Ils demandent l'accès à la procédure ou à tout le moins l'obtention d'une description complète du contenu essentiel du dossier, le Ministère public n'ayant pas fourni, en violation de l'art. 108 al. 4 CPP, les éléments essentiels susceptibles de fonder le séquestre. N'ayant pu obtenir ne serait-ce qu'une synthèse complète des faits qui fonderaient le soupçon d'actes de gestion déloyale, ils demandent un second échange d'écritures, au sens de l'art. 390 al. 3 CPP, pour leur permettre de répondre sur ce point, après avoir pris connaissance des pièces y relatives.

Ils rappellent que, conformément au principe de l'art. 197 al. 2 CPP, le Ministère public devait faire preuve de retenue, puisqu'aucun d'eux n'était prévenu. De plus, ils avaient le droit d'être assisté d'un avocat et le séquestre devait être levé pour leur permettre de payer les provisions de leur conseil.

b. Le Ministère public conclut à l'irrecevabilité du recours, en tant que les recourants se plaignent d'une violation de leur droit d'être entendus, et, au surplus, à son rejet.

S'agissant du premier point, la décision querellée ne portait pas sur le refus de consulter le dossier, dont les motifs leur avaient été expliqués par lettre du 2 février 2021. En tout état de cause, l'enquête n'en était qu'à ses prémices et la documentation bancaire n'avait pas encore été analysée. Les éléments portés à la connaissance de B______ INC étaient, à ce stade de la procédure, suffisants à lui permettre de comprendre les faits à la base de l'instruction. À ce jour, il n'avait reçu aucune réponse à son invitation de proposer des dates en vue de son audition.

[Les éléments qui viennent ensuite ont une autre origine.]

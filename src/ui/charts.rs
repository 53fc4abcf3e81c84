use eframe::egui::{self, Color32, RichText, ScrollArea, Ui};
use egui_plot::{Bar, BarChart, Legend, Line, Plot, PlotPoints, Points};

use crate::analysis::correlation::CorrelationMatrix;
use crate::analysis::discount::DiscountGroup;
use crate::analysis::kpi::KpiSummary;
use crate::analysis::ranking::CategoryStat;
use crate::analysis::stats::Statistic;
use crate::analysis::AnalysisError;
use crate::color::{correlation_color, CategoryColors};
use crate::pipeline::{DashboardReport, Outcome};
use crate::state::AppState;

const CHART_HEIGHT: f32 = 260.0;

// ---------------------------------------------------------------------------
// Dashboard (central panel)
// ---------------------------------------------------------------------------

/// Render KPIs and every chart for the current report.
pub fn dashboard(ui: &mut Ui, state: &AppState) {
    if state.dataset.is_none() {
        ui.centered_and_justified(|ui: &mut Ui| {
            ui.heading("Open a dataset to begin  (File → Open…)");
        });
        return;
    }

    let report = match &state.outcome {
        Some(Outcome::Report(report)) => report,
        Some(Outcome::Empty) | None => {
            ui.centered_and_justified(|ui: &mut Ui| {
                ui.heading(crate::state::NO_DATA_MESSAGE);
            });
            return;
        }
    };

    ScrollArea::vertical()
        .auto_shrink([false, false])
        .show(ui, |ui: &mut Ui| {
            ui.heading("E-Commerce Analytics Dashboard");
            kpi_row(ui, &report.kpi);
            ui.separator();

            top_products_chart(ui, report, &state.category_colors);
            ui.separator();

            trend_chart(ui, report);
            ui.separator();

            discount_chart(ui, report);
            ui.separator();

            price_quantity_chart(ui, report);
            ui.separator();

            category_charts(ui, report, &state.category_colors);
            ui.separator();

            correlation_grid(ui, &report.correlation);
        });
}

// ---------------------------------------------------------------------------
// KPIs
// ---------------------------------------------------------------------------

fn kpi_row(ui: &mut Ui, kpi: &KpiSummary) {
    let cells = [
        ("Total Sales", money(kpi.total_sales)),
        ("Average Order Value", money(kpi.average_order_value)),
        ("Total Orders", format!("{:.0}", kpi.total_orders)),
        ("Unique Products", kpi.unique_products.to_string()),
    ];
    ui.columns(cells.len(), |cols: &mut [Ui]| {
        for (col, (label, value)) in cols.iter_mut().zip(cells) {
            col.vertical_centered(|ui: &mut Ui| {
                ui.label(RichText::new(label).weak());
                ui.label(RichText::new(value).size(22.0).strong());
            });
        }
    });
}

fn money(value: Statistic) -> String {
    value
        .value()
        .map(|v| format!("${v:.2}"))
        .unwrap_or_else(|| "n/a".to_string())
}

// ---------------------------------------------------------------------------
// Bar charts with a categorical x axis
// ---------------------------------------------------------------------------

/// Bars at x = 0, 1, 2, … with `labels` printed under the ticks.
fn labeled_bar_plot(
    ui: &mut Ui,
    id: &str,
    y_label: &str,
    labels: Vec<String>,
    bars: Vec<Bar>,
) {
    Plot::new(id)
        .height(CHART_HEIGHT)
        .y_axis_label(y_label)
        .allow_drag(false)
        .allow_scroll(false)
        .allow_zoom(false)
        .x_axis_formatter(move |mark, _range| {
            let idx = mark.value.round();
            if (mark.value - idx).abs() > 1e-6 || idx < 0.0 {
                return String::new();
            }
            labels.get(idx as usize).cloned().unwrap_or_default()
        })
        .show(ui, |plot_ui| {
            plot_ui.bar_chart(BarChart::new(bars).width(0.6));
        });
}

fn unavailable(ui: &mut Ui, err: &AnalysisError) {
    ui.label(RichText::new(format!("Not available: {err}")).weak());
}

fn top_products_chart(ui: &mut Ui, report: &DashboardReport, colors: &CategoryColors) {
    let products = match &report.top_products {
        Ok(products) => products,
        Err(e) => {
            ui.strong("Top products by total sales");
            unavailable(ui, e);
            return;
        }
    };
    ui.strong(format!("Top {} products by total sales", products.len()));
    let labels = products
        .iter()
        .map(|p| short_id(&p.product_id))
        .collect();
    let bars = products
        .iter()
        .enumerate()
        .map(|(i, p)| {
            Bar::new(i as f64, p.total_sales)
                .name(format!("{} ({})", p.product_id, p.category))
                .fill(colors.color_for(&p.category))
        })
        .collect();
    labeled_bar_plot(ui, "top_products", "Total sales ($)", labels, bars);
}

/// Product ids are long hashes; the hover name carries the full one.
fn short_id(id: &str) -> String {
    id.chars().take(8).collect()
}

fn category_charts(ui: &mut Ui, report: &DashboardReport, colors: &CategoryColors) {
    let stat_bars = |stats: &[CategoryStat], value: fn(&CategoryStat) -> f64| {
        let labels: Vec<String> = stats.iter().map(|s| s.category.clone()).collect();
        let bars: Vec<Bar> = stats
            .iter()
            .enumerate()
            .map(|(i, s)| {
                Bar::new(i as f64, value(s))
                    .name(&s.category)
                    .fill(colors.color_for(&s.category))
            })
            .collect();
        (labels, bars)
    };

    let categories = match &report.categories {
        Ok(categories) => categories,
        Err(e) => {
            ui.strong("Top categories");
            unavailable(ui, e);
            return;
        }
    };

    ui.strong("Top categories by total sales");
    let (labels, bars) = stat_bars(&categories.by_total, |s| s.total_sales);
    labeled_bar_plot(ui, "category_total", "Total sales ($)", labels, bars);

    ui.strong("Top categories by average price");
    let (labels, bars) = stat_bars(&categories.by_average, |s| s.average_price);
    labeled_bar_plot(ui, "category_average", "Average price ($)", labels, bars);
}

fn discount_chart(ui: &mut Ui, report: &DashboardReport) {
    ui.strong("Sales with vs without discount");
    let groups: &[DiscountGroup] = match &report.discount {
        Ok(groups) => groups,
        Err(e) => {
            unavailable(ui, e);
            return;
        }
    };

    let price_bars = groups
        .iter()
        .enumerate()
        .map(|(i, g)| Bar::new(i as f64 - 0.15, g.price_sum).width(0.3))
        .collect();
    let payment_bars = groups
        .iter()
        .enumerate()
        .map(|(i, g)| Bar::new(i as f64 + 0.15, g.payment_sum).width(0.3))
        .collect();
    let labels: Vec<String> = groups.iter().map(|g| g.status.to_string()).collect();

    Plot::new("discount_impact")
        .height(CHART_HEIGHT)
        .legend(Legend::default())
        .y_axis_label("Total ($)")
        .allow_drag(false)
        .allow_scroll(false)
        .allow_zoom(false)
        .x_axis_formatter(move |mark, _range| {
            let idx = mark.value.round();
            if (mark.value - idx).abs() > 1e-6 || idx < 0.0 {
                return String::new();
            }
            labels.get(idx as usize).cloned().unwrap_or_default()
        })
        .show(ui, |plot_ui| {
            plot_ui.bar_chart(
                BarChart::new(price_bars)
                    .name("price")
                    .color(Color32::LIGHT_BLUE),
            );
            plot_ui.bar_chart(
                BarChart::new(payment_bars)
                    .name("payment_value")
                    .color(Color32::LIGHT_GREEN),
            );
        });

    for g in groups {
        ui.label(format!(
            "{}: {} lines, quantity {:.0}",
            g.status, g.lines, g.quantity_sum
        ));
    }
}

// ---------------------------------------------------------------------------
// Line and scatter
// ---------------------------------------------------------------------------

fn trend_chart(ui: &mut Ui, report: &DashboardReport) {
    ui.strong(format!("{} sales trend", report.granularity.label()));
    let trend = match &report.trend {
        Ok(trend) => trend,
        Err(e) => {
            unavailable(ui, e);
            return;
        }
    };
    let Some(first) = trend.first().map(|p| p.bucket) else {
        return;
    };

    let points: PlotPoints = trend
        .iter()
        .map(|p| [(p.bucket - first).num_days() as f64, p.sales])
        .collect();

    Plot::new("sales_trend")
        .height(CHART_HEIGHT)
        .y_axis_label("Total sales ($)")
        .x_axis_formatter(move |mark, _range| {
            chrono::TimeDelta::try_days(mark.value.round() as i64)
                .and_then(|offset| first.checked_add_signed(offset))
                .map(|date| date.format("%Y-%m-%d").to_string())
                .unwrap_or_default()
        })
        .show(ui, |plot_ui| {
            plot_ui.line(Line::new(points).name("sales").width(2.0));
        });
}

fn price_quantity_chart(ui: &mut Ui, report: &DashboardReport) {
    ui.strong("Price vs quantity");
    ui.label(format!(
        "Correlation coefficient between price and quantity: {:.2}",
        report.price_quantity
    ));
    if !report.price_quantity.is_defined() {
        ui.label(
            RichText::new("Not available: too few points or no variation in price or quantity.")
                .weak(),
        );
    }

    let series: Vec<[f64; 2]> = report.scatter.iter().map(|&(p, q)| [p, q]).collect();
    Plot::new("price_quantity")
        .height(CHART_HEIGHT)
        .x_axis_label("Price ($)")
        .y_axis_label("Quantity")
        .show(ui, |plot_ui| {
            plot_ui.points(Points::new(series).radius(2.5).color(Color32::LIGHT_BLUE));
        });
}

// ---------------------------------------------------------------------------
// Correlation heatmap
// ---------------------------------------------------------------------------

fn correlation_grid(ui: &mut Ui, matrix: &CorrelationMatrix) {
    ui.strong("Correlation: price, freight value, product weight");
    egui::Grid::new("correlation_grid")
        .spacing([6.0, 6.0])
        .show(ui, |ui: &mut Ui| {
            ui.label("");
            for label in matrix.labels {
                ui.label(RichText::new(label).strong());
            }
            ui.end_row();

            for (i, row_label) in matrix.labels.iter().enumerate() {
                ui.label(RichText::new(*row_label).strong());
                for j in 0..matrix.labels.len() {
                    let value = matrix.get(i, j);
                    ui.label(
                        RichText::new(format!(" {value:.2} "))
                            .monospace()
                            .color(Color32::BLACK)
                            .background_color(correlation_color(value)),
                    );
                }
                ui.end_row();
            }
        });
}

Quant au fond, les dénonciations du MROS étaient, par essence, à même de fonder des soupçons suffisants au prononcé du séquestre litigieux. Le blocage était nécessaire et proportionné, au vu des montants en jeu (plus d'un million d'euros, dont la part pouvant provenir d'une activité criminelle devait être déterminée) et du fait qu'aucun des recourants n'avait annoncé ses disponibilités.

c. Les recourants ont demandé à la Chambre de céans à pouvoir consulter le dossier, pour pouvoir répliquer, ce qui leur a été refusé, la procédure ne leur étant pas accessible par suite du refus du Ministère public.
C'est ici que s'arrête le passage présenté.